Well, their respective paths to glory could hardly be more different.
In the Dublin corner we have the Castleknock legend, a gifted young turk who exploded onto the Hollywood scene with a testosterone-drenched performance in Tigerland. Several epic budgets later—think Alexander and Miami Vice—and Col, if the newspapers are to be believed, sleeps like Rainier Wolfcastle, on a pile of money surrounded by many beautiful ladies.
Cillian, his friend and co-star from Irish indie hit Intermission, is very much the yin to Mr. Farrell's yang. Steering well clear of Playboy models and ladies who put intimate videos on the Internet, Cillian is happily married to Yvonne and, by his own account, a bit of a home-bird since the birth of Malachy, his two-year old son.

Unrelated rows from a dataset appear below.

//! In-memory representation of VM values.
//!
//! Every value is one tagged [`Value`] word: a fixnum, `f`, or a reference to
//! a heap object. Heap objects start with a [`Header`] and are read through
//! the `#[repr(C)]` record of their kind. The collector, the interpreter, the
//! compiler and the image loader all share these layouts.

mod align;
mod error;
mod header;
mod layout;
mod objects;
mod types;
mod value;
mod view;
mod visitor;

pub use align::{DATA_ALIGNMENT, align, alignment_for, is_aligned};
pub use error::LayoutError;
pub use header::{Header, Object};
pub use layout::{
    ElementSize, FieldKind, FieldLayout, FieldSpec, LayoutSettings, PayloadKind, PayloadLayout,
    PayloadSpec, SCHEMAS, TypeLayout, TypeSchema, layout_table,
};
pub use objects::{
    Alien, Array, BYTE_ARRAY_PADDING, Bignum, BoxedFloat, ByteArray, Callstack, Dll,
    FLOAT_PADDING, HeapObject, Quotation, TUPLE_LAYOUT_RESERVED, Tuple, TupleLayout, VMString,
    Word, Wrapper, array_size, bignum_size, byte_array_size, callstack_object_size, string_size,
    tuple_object_size,
};
pub use types::{CodeBlockType, FpTraps, TYPE_COUNT, TypeCode, type_name};
pub use value::{
    CELL_SIZE, Cell, FIXNUM_MAX, FIXNUM_MIN, Fixnum, TAG_BITS, TAG_MASK, Value, WORD_SIZE,
    fixnum_fits, retag, tag, tag_fixnum, untag, untag_fixnum,
};
pub use view::{Decoded, ObjectView, decode};
pub use visitor::{Fixup, ForwardingFixup, NoFixup};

"Fatherhood does make you want to be home more," says the actor. "Since Malachy came along, I've taken eight months off when I didn't do anything. Then I did a little film in New York and I was able to take the family with me followed by a play in Ireland. I loved it because I could have dinner at home every day. But that is one of the beautiful things about the job. You can work it so you have more time with your family."
The Cork born actor's ascendancy has been more gradual than his Leinster counterpart, but high-profile work in hit films such as The Wind That Shakes the Barley, Batman Begins, and 28 Days Later… suggests there's no getting away from him now. Having worked steadily since the late '90s, it must seem odd that he's currently being touted in the Daily Telegraph as a "rising Hollywood star."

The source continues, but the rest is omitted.